Bab 241 Kembali ke China
Awalnya, Nyonya Wilson bisa jawab banyak pertanyaan dari profesor. Tapi setelah dua atau tiga pertanyaan, dia jadi gak nyaman, ragu-ragu, keseleo lidah, dan ngeles mulu. Akhirnya, dia nahan lama banget dan gak bisa ngomong sepatah kata pun.
"Oke deh, sampai sini dulu."
Si profesor benerin kacamatanya, dan mata di balik lensa itu nunjukkin sorot yang jelas.
Nyonya Wilson berdiri dengan lesu, tanpa sadar ngelirik ke arah Shen Pu di sampingnya, cuma buat ngelihat orang itu geleng-geleng kepala sambil menghela napas, dan bilang ke dia, "Kamu keluar dulu sana."

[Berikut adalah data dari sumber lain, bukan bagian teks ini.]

//! The tool registry: name → { capability label, input schema, invoke fn }.

use std::collections::BTreeMap;
use std::sync::Arc;

use parking_lot::RwLock;
use serde_json::Value;

use ab_domain::tool::ToolDefinition;
use ab_domain::{Error, Result};

// ━━━━━━━━━━━━━━━━━━━━━━━━━━━━━━━━━━━━━━━━━━━━━━━━━━━━━━━━━━━━━━━━━━
// Tool trait & outcome
// ━━━━━━━━━━━━━━━━━━━━━━━━━━━━━━━━━━━━━━━━━━━━━━━━━━━━━━━━━━━━━━━━━━

/// Result of one tool invocation. Errors are structured content the model
/// can react to; the run continues either way.
#[derive(Debug, Clone)]
pub struct ToolOutcome {
    pub content: String,
    pub is_error: bool,
}

impl ToolOutcome {
    pub fn ok(content: impl Into<String>) -> Self {
        Self {
            content: content.into(),
            is_error: false,
        }
    }

    pub fn error(content: impl Into<String>) -> Self {
        Self {
            content: content.into(),
            is_error: true,
        }
    }
}

/// An opaque invoke function keyed by name. Implementations return
/// `Err` only for invocation-machinery faults; tool-level failures
/// (non-zero exit, 404, missing file) are `Ok` outcomes with `is_error`.
#[async_trait::async_trait]
pub trait Tool: Send + Sync {
    async fn invoke(&self, arguments: &Value) -> Result<ToolOutcome>;

    /// A short rendering of the arguments for permission previews
    /// (e.g. the shell command string rather than the raw JSON).
    fn preview(&self, arguments: &Value) -> String {
        arguments.to_string()
    }
}

/// A registry row.
#[derive(Clone)]
pub struct RegisteredTool {
    pub name: String,
    /// Policy key, distinct from the tool name (`shell.run`,
    /// `filesystem.write`, …).
    pub capability: String,
    pub definition: ToolDefinition,
    pub handler: Arc<dyn Tool>,
}

// ━━━━━━━━━━━━━━━━━━━━━━━━━━━━━━━━━━━━━━━━━━━━━━━━━━━━━━━━━━━━━━━━━━
// Registry
// ━━━━━━━━━━━━━━━━━━━━━━━━━━━━━━━━━━━━━━━━━━━━━━━━━━━━━━━━━━━━━━━━━━

pub struct ToolRegistry {
    tools: RwLock<BTreeMap<String, RegisteredTool>>,
}

impl Default for ToolRegistry {
    fn default() -> Self {
        Self::new()
    }
}

impl ToolRegistry {
    pub fn new() -> Self {
        Self {
            tools: RwLock::new(BTreeMap::new()),
        }
    }

    pub fn register(&self, tool: RegisteredTool) {
        let mut tools = self.tools.write();
        if tools.insert(tool.name.clone(), tool).is_some() {
            tracing::warn!("tool registered twice, later registration wins");
        }
    }

    pub fn get(&self, name: &str) -> Option<RegisteredTool> {
        self.tools.read().get(name).cloned()
    }

    /// The capability label of a tool, when registered.
    pub fn capability_of(&self, name: &str) -> Option<String> {
        self.tools.read().get(name).map(|t| t.capability.clone())
    }

    /// Schemas exposed to the LLM, built from the table (stable order).
    pub fn definitions(&self) -> Vec<ToolDefinition> {
        self.tools
            .read()
            .values()
            .map(|t| t.definition.clone())
            .collect()
    }

    /// Preview string for a pending invocation of `name`.
    pub fn preview(&self, name: &str, arguments: &Value) -> String {
        match self.get(name) {
            Some(tool) => tool.handler.preview(arguments),
            None => arguments.to_string(),
        }
    }

    /// Invoke a registered tool. Unknown names are a structured error
    /// outcome so the model can recover.
    pub async fn invoke(&self, name: &str, arguments: &Value) -> ToolOutcome {
        let Some(tool) = self.get(name) else {
            return ToolOutcome::error(format!("unknown tool: {name}"));
        };
        match tool.handler.invoke(arguments).await {
            Ok(outcome) => outcome,
            Err(Error::Timeout(message)) => ToolOutcome::error(format!("tool timed out: {message}")),
            Err(e) => ToolOutcome::error(e.to_string()),
        }
    }

    pub fn len(&self) -> usize {
        self.tools.read().len()
    }

    pub fn is_empty(&self) -> bool {
        self.tools.read().is_empty()
    }
}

Nyonya Wilson gak berani nolak. Kayak orang kehilangan jiwa, dia keluar dari pintu.
Hasil wawancara keluar cepet, dan banyak guru yang langsung nyari nama mereka di papan pengumuman.

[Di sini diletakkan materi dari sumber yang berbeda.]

//! External-collaborator interfaces: the streaming LLM provider and the
//! batch embedding provider. The core only depends on these traits;
//! concrete adapters live outside this workspace (scripted doubles are
//! used in tests).

use crate::error::Result;
use crate::stream::{BoxStream, StreamEvent};
use crate::tool::{Message, ToolDefinition};

// ━━━━━━━━━━━━━━━━━━━━━━━━━━━━━━━━━━━━━━━━━━━━━━━━━━━━━━━━━━━━━━━━━━
// Request types
// ━━━━━━━━━━━━━━━━━━━━━━━━━━━━━━━━━━━━━━━━━━━━━━━━━━━━━━━━━━━━━━━━━━

/// A provider-agnostic chat completion request.
#[derive(Debug, Clone, Default)]
pub struct ChatRequest {
    /// The conversation messages to send.
    pub messages: Vec<Message>,
    /// Tool definitions the model may invoke.
    pub tools: Vec<ToolDefinition>,
    /// Sampling temperature. `None` lets the provider choose.
    pub temperature: Option<f32>,
    /// Maximum tokens in the response. `None` lets the provider choose.
    pub max_tokens: Option<u32>,
}

// ━━━━━━━━━━━━━━━━━━━━━━━━━━━━━━━━━━━━━━━━━━━━━━━━━━━━━━━━━━━━━━━━━━
// Traits
// ━━━━━━━━━━━━━━━━━━━━━━━━━━━━━━━━━━━━━━━━━━━━━━━━━━━━━━━━━━━━━━━━━━

/// Streaming completion function: messages + tool schemas in, a stream of
/// text deltas, tool-call requests, and a final usage record out.
#[async_trait::async_trait]
pub trait LlmProvider: Send + Sync {
    async fn chat_stream(&self, req: ChatRequest) -> Result<BoxStream<'static, Result<StreamEvent>>>;

    /// A unique identifier for this provider instance.
    fn provider_id(&self) -> &str;
}

/// Batch function mapping text chunks to fixed-dimension vectors.
#[async_trait::async_trait]
pub trait EmbeddingProvider: Send + Sync {
    async fn embed(&self, texts: &[String]) -> Result<Vec<Vec<f32>>>;

    /// Dimension of the produced vectors.
    fn dimension(&self) -> usize;
}
//! Client wire protocol: frame envelopes, method names, and typed request
//! parameters.
//!
//! Every frame is one JSON object. The first frame on a connection must be
//! a `connect` request announcing the protocol version; everything after
//! is `req`/`res`/`event`. Adapters (chat bots) translate to these frames
//! at the edge.

use serde::{Deserialize, Serialize};
use uuid::Uuid;

use ab_domain::event::PermissionDecision;

/// Version announced in the `connect` handshake. Incompatible clients are
/// rejected with a response and the connection is closed.
pub const PROTOCOL_VERSION: u32 = 1;

// ━━━━━━━━━━━━━━━━━━━━━━━━━━━━━━━━━━━━━━━━━━━━━━━━━━━━━━━━━━━━━━━━━━
// Frame envelopes
// ━━━━━━━━━━━━━━━━━━━━━━━━━━━━━━━━━━━━━━━━━━━━━━━━━━━━━━━━━━━━━━━━━━

#[derive(Debug, Clone, Serialize, Deserialize)]
#[serde(tag = "type", rename_all = "lowercase")]
pub enum Frame {
    /// Client → gateway request.
    Req {
        id: String,
        method: String,
        #[serde(default)]
        params: serde_json::Value,
    },

    /// Gateway → client response, matched by `id`.
    Res {
        id: String,
        ok: bool,
        #[serde(skip_serializing_if = "Option::is_none")]
        payload: Option<serde_json::Value>,
        #[serde(skip_serializing_if = "Option::is_none")]
        error: Option<String>,
    },

    /// Gateway → client event fanout.
    Event {
        event: String,
        payload: serde_json::Value,
        #[serde(skip_serializing_if = "Option::is_none")]
        seq: Option<u64>,
    },
}

impl Frame {
    pub fn ok(id: impl Into<String>, payload: serde_json::Value) -> Self {
        Self::Res {
            id: id.into(),
            ok: true,
            payload: Some(payload),
            error: None,
        }
    }

    pub fn err(id: impl Into<String>, message: impl Into<String>) -> Self {
        Self::Res {
            id: id.into(),
            ok: false,
            payload: None,
            error: Some(message.into()),
        }
    }

    pub fn event(name: impl Into<String>, payload: serde_json::Value, seq: Option<u64>) -> Self {
        Self::Event {
            event: name.into(),
            payload,
            seq,
        }
    }
}

// ━━━━━━━━━━━━━━━━━━━━━━━━━━━━━━━━━━━━━━━━━━━━━━━━━━━━━━━━━━━━━━━━━━
// Methods
// ━━━━━━━━━━━━━━━━━━━━━━━━━━━━━━━━━━━━━━━━━━━━━━━━━━━━━━━━━━━━━━━━━━

/// The recognized request methods.
#[derive(Debug, Clone, Copy, PartialEq, Eq)]
pub enum Method {
    Connect,
    Agent,
    RunStop,
    PermissionRespond,
    MemorySearch,
    MemoryList,
    MemoryDelete,
    MemoryPin,
    SchedulesList,
    SchedulesCreate,
    SchedulesUpdate,
    SchedulesDelete,
    WorkersList,
    Status,
}

impl Method {
    pub fn parse(raw: &str) -> Option<Self> {
        Some(match raw {
            "connect" => Self::Connect,
            "agent" => Self::Agent,
            "run.stop" => Self::RunStop,
            "permission.respond" => Self::PermissionRespond,
            "memory.search" => Self::MemorySearch,
            "memory.list" => Self::MemoryList,
            "memory.delete" => Self::MemoryDelete,
            "memory.pin" => Self::MemoryPin,
            "schedules.list" => Self::SchedulesList,
            "schedules.create" => Self::SchedulesCreate,
            "schedules.update" => Self::SchedulesUpdate,
            "schedules.delete" => Self::SchedulesDelete,
            "workers.list" => Self::WorkersList,
            "status" => Self::Status,
            _ => return None,
        })
    }
}

// ━━━━━━━━━━━━━━━━━━━━━━━━━━━━━━━━━━━━━━━━━━━━━━━━━━━━━━━━━━━━━━━━━━
// Typed request parameters
// ━━━━━━━━━━━━━━━━━━━━━━━━━━━━━━━━━━━━━━━━━━━━━━━━━━━━━━━━━━━━━━━━━━

#[derive(Debug, Clone, Serialize, Deserialize)]
pub struct ConnectParams {
    pub protocol_version: u32,
    /// Stable client identity (e.g. "terminal", "dashboard").
    pub client: String,
    /// Bearer token when the gateway requires one.
    #[serde(default, skip_serializing_if = "Option::is_none")]
    pub token: Option<String>,
    /// Last event seq the client observed; pending events since it are
    /// replayed after the handshake (bounded window).
    #[serde(default, skip_serializing_if = "Option::is_none")]
    pub last_seq: Option<u64>,
}

#[derive(Debug, Clone, Serialize, Deserialize)]
pub struct AgentParams {
    pub text: String,
    #[serde(default, skip_serializing_if = "Vec::is_empty")]
    pub attachments: Vec<String>,
    /// Reuse a session; a fresh session is created per channel otherwise.
    #[serde(default, skip_serializing_if = "Option::is_none")]
    pub session_id: Option<String>,
}

#[derive(Debug, Clone, Default, Serialize, Deserialize)]
pub struct RunStopParams {
    /// Targets the latest active run of the session when omitted.
    #[serde(default, skip_serializing_if = "Option::is_none")]
    pub run_id: Option<Uuid>,
}

#[derive(Debug, Clone, Serialize, Deserialize)]
pub struct PermissionRespondParams {
    pub perm_id: Uuid,
    pub decision: PermissionDecision,
}

#[derive(Debug, Clone, Serialize, Deserialize)]
pub struct MemorySearchParams {
    pub query: String,
    #[serde(default, skip_serializing_if = "Option::is_none")]
    pub limit: Option<usize>,
}

#[derive(Debug, Clone, Default, Serialize, Deserialize)]
pub struct MemoryListParams {
    #[serde(default, skip_serializing_if = "Option::is_none")]
    pub limit: Option<usize>,
}

#[derive(Debug, Clone, Serialize, Deserialize)]
pub struct MemoryDeleteParams {
    pub item_id: Uuid,
}

#[derive(Debug, Clone, Serialize, Deserialize)]
pub struct MemoryPinParams {
    pub text: String,
}

#[derive(Debug, Clone, Serialize, Deserialize)]
pub struct ScheduleCreateParams {
    pub name: String,
    /// `interval` / `daily` / `cron`.
    pub kind: String,
    /// Seconds for interval, `HH:MM` for daily, 5-field expression for cron.
    pub spec: String,
    pub prompt: String,
    #[serde(default, skip_serializing_if = "Option::is_none")]
    pub timezone: Option<String>,
    #[serde(default = "d_true")]
    pub enabled: bool,
}

#[derive(Debug, Clone, Serialize, Deserialize)]
pub struct ScheduleUpdateParams {
    pub schedule_id: Uuid,
    #[serde(default, skip_serializing_if = "Option::is_none")]
    pub prompt: Option<String>,
    #[serde(default, skip_serializing_if = "Option::is_none")]
    pub spec: Option<String>,
    #[serde(default, skip_serializing_if = "Option::is_none")]
    pub enabled: Option<bool>,
}

#[derive(Debug, Clone, Serialize, Deserialize)]
pub struct ScheduleDeleteParams {
    pub schedule_id: Uuid,
}

fn d_true() -> bool {
    true
}

// ━━━━━━━━━━━━━━━━━━━━━━━━━━━━━━━━━━━━━━━━━━━━━━━━━━━━━━━━━━━━━━━━━━
// Tests
// ━━━━━━━━━━━━━━━━━━━━━━━━━━━━━━━━━━━━━━━━━━━━━━━━━━━━━━━━━━━━━━━━━━

#[cfg(test)]
mod tests {
    use super::*;

    #[test]
    fn req_frame_shape() {
        let raw = r#"{"type":"req","id":"1","method":"agent","params":{"text":"hello"}}"#;
        let frame: Frame = serde_json::from_str(raw).unwrap();
        match frame {
            Frame::Req { id, method, params } => {
                assert_eq!(id, "1");
                assert_eq!(method, "agent");
                let params: AgentParams = serde_json::from_value(params).unwrap();
                assert_eq!(params.text, "hello");
            }
            _ => panic!("expected Req"),
        }
    }

    #[test]
    fn res_frame_omits_empty_fields() {
        let json = serde_json::to_value(Frame::ok("1", serde_json::json!({"x": 1}))).unwrap();
        assert_eq!(json["type"], "res");
        assert_eq!(json["ok"], true);
        assert!(json.get("error").is_none());

        let json = serde_json::to_value(Frame::err("2", "nope")).unwrap();
        assert_eq!(json["ok"], false);
        assert_eq!(json["error"], "nope");
        assert!(json.get("payload").is_none());
    }

    #[test]
    fn event_frame_carries_seq() {
        let frame = Frame::event("token", serde_json::json!({"text": "hi"}), Some(42));
        let json = serde_json::to_value(frame).unwrap();
        assert_eq!(json["type"], "event");
        assert_eq!(json["event"], "token");
        assert_eq!(json["seq"], 42);
    }

    #[test]
    fn all_documented_methods_parse() {
        for raw in [
            "connect",
            "agent",
            "run.stop",
            "permission.respond",
            "memory.search",
            "memory.list",
            "memory.delete",
            "memory.pin",
            "schedules.list",
            "schedules.create",
            "schedules.update",
            "schedules.delete",
            "workers.list",
            "status",
        ] {
            assert!(Method::parse(raw).is_some(), "{raw} must parse");
        }
        assert!(Method::parse("nonsense").is_none());
    }

    #[test]
    fn run_stop_params_default_to_latest() {
        let params: RunStopParams = serde_json::from_str("{}").unwrap();
        assert!(params.run_id.is_none());
    }

    #[test]
    fn connect_params_roundtrip() {
        let params = ConnectParams {
            protocol_version: PROTOCOL_VERSION,
            client: "terminal".into(),
            token: None,
            last_seq: Some(17),
        };
        let json = serde_json::to_string(&params).unwrap();
        let back: ConnectParams = serde_json::from_str(&json).unwrap();
        assert_eq!(back.protocol_version, 1);
        assert_eq!(back.last_seq, Some(17));
    }
}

Nyonya Wilson, sih, gak berani ngelihat. Dia ngejauh dari papan pengumuman dan balik ke asrama, terus tiduran di kasur.
Sampe ada ketukan di pintu, dia buru-buru bangun dan buka pintu: "Guru, silakan masuk."
Shen Pu berdiri di depan pintu dan gak masuk. Dia cuma nyodorin buku kecil warna merah ke dia: "Ini sertifikat kelulusanmu. Jaga baik-baik ya."
"Oh."
Nyonya Wilson nerima buku itu, megangin pintu, dan bingung sesaat. "Guru... mau masuk?"

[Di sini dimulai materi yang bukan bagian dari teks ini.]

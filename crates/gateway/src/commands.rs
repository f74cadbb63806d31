//! Gateway-side slash commands. Clients forward user text verbatim; text
//! beginning with `/` is intercepted here and answered directly instead
//! of being admitted as a run.

use serde_json::{json, Value};

use crate::state::AppState;

/// Handle a slash command. Returns `None` when the text is not a command
/// (it proceeds to run admission).
pub fn handle(state: &AppState, session_id: &str, text: &str) -> Option<Value> {
    let trimmed = text.trim();
    let rest = trimmed.strip_prefix('/')?;
    let command = rest.split_whitespace().next().unwrap_or_default();

    let payload = match command {
        "help" => json!({
            "command": "help",
            "commands": ["/help", "/status", "/queue", "/schedules", "/workers"],
        }),
        "status" => json!({
            "command": "status",
            "uptime_s": state.uptime_seconds(),
            "connections": state.channels.count(),
            "sessions": state.sessions.session_count(),
            "pending_permissions": state.broker.pending_count(),
            "memory_items": state.memory.item_count(),
        }),
        "queue" => {
            let active = state.sessions.active_run(session_id);
            json!({
                "command": "queue",
                "session_id": session_id,
                "active_run_id": active,
            })
        }
        "schedules" => json!({
            "command": "schedules",
            "schedules": state.schedules.list(),
        }),
        "workers" => json!({
            "command": "workers",
            "workers": state.workers.list_recent(),
        }),
        _ => json!({
            "command": command,
            "error": format!("unknown command: /{command}"),
        }),
    };
    Some(payload)
}

/// Whether a text would be intercepted as a command.
pub fn is_command(text: &str) -> bool {
    text.trim_start().starts_with('/')
}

"Enggak." Shen Pu natap dia, dan matanya nunjukkin kekecewaan yang jelas. "Xiao Deng, kamu itu terlalu egois. Guru harap kamu bisa perbaiki itu di masa depan, bisa?"
Mata Nyonya Wilson nunduk dan dia gak tau mau ngomong apa.
Shen Pu menghela napas dan mau pergi.
"Tunggu, guru! Aku bisa berubah!" Nyonya Wilson buru-buru narik dia, tapi dengan tarikan itu, tanpa sengaja dia ngelirik dokumen di tangan Shen Pu.
Orang yang mewawancarai: Zhao Yuan Su Yue Wen Qingye...
Nyonya Wilson gak bisa lihat nama di belakangnya dengan jelas. Dia kayak orang linglung dan ngelepasin tangan Shen Pu. "Guru, maaf, aku salah..."
Kenapa, gimana bisa nama Wen Qingye masuk di daftar wawancara selanjutnya?
Shen Pu baru nyadar kalau mata Nyonya Wilson kosong. Dia menghela napas lagi: "Semoga aja."
Ngomong gitu, langsung narik tangannya dan pergi.
Setelah hasil wawancara Universitas Notting keluar, mereka langsung dikirim ke semua letnan kolonel secepat mungkin.
Dekan nge-scroll daftar kelulusan dan nemuin kalau nama Nyonya Wilson gak muncul di situ.
Dia kaget sedikit, tapi pas dia ngerti sesuatu, dia ngangguk tanda paham.
"Iya, kalau Nyonya Wilson bisa lulus dengan lancar, berarti kualitas pendidikan di Universitas Notting udah gak ada harapan..."
...
Laura selesai makan siang di restoran pinggir jalan. Dia ngelihat tanggal yang muncul di layar hapenya dan bergumam, "Lima hari lagi, waktunya pergi."
Dia ngelap mulutnya pake tisu. Dia mainin hapenya beberapa kali dan langsung ngirim pesan ke Hu Hefa: "Wakil Presiden, aku bantu sekolahmu perkuat firewall. Aku harus pergi."
Hu Hesi bales: "Terima kasih, terima kasih!"
"Ngomong-ngomong, masih inget tawaran terakhirku? Aku nunggu kamu di Universitas Notting kapan aja!"
Laura gak bales, mesen tiket pesawat, dan siap-siap balik ke tempat tinggalnya buat nge-packing tas.
Langit nyebrang garis jalur air putih salju, dan pesawat dari Eropa mendarat pelan-pelan. Laura narik koper dan dengan tenang turun dari pesawat.
Pas dia ngelihat penumpang yang lalu lalang di depannya semua berambut hitam dan bermata hitam, dia narik napas dalam-dalam dan cukup terharu: "Enakan balik kampung."
Laura nge-packing beberapa cemilan di bandara dan mutusin buat balik ke rumah tua buat ketemu Kakek duluan.
Rumah tua.
"Cewek bau, jadi kamu masih inget aku sebagai Charlie yang jahat!" Kakek Lin ngomel, tapi nerima cemilan dengan jujur di tangannya.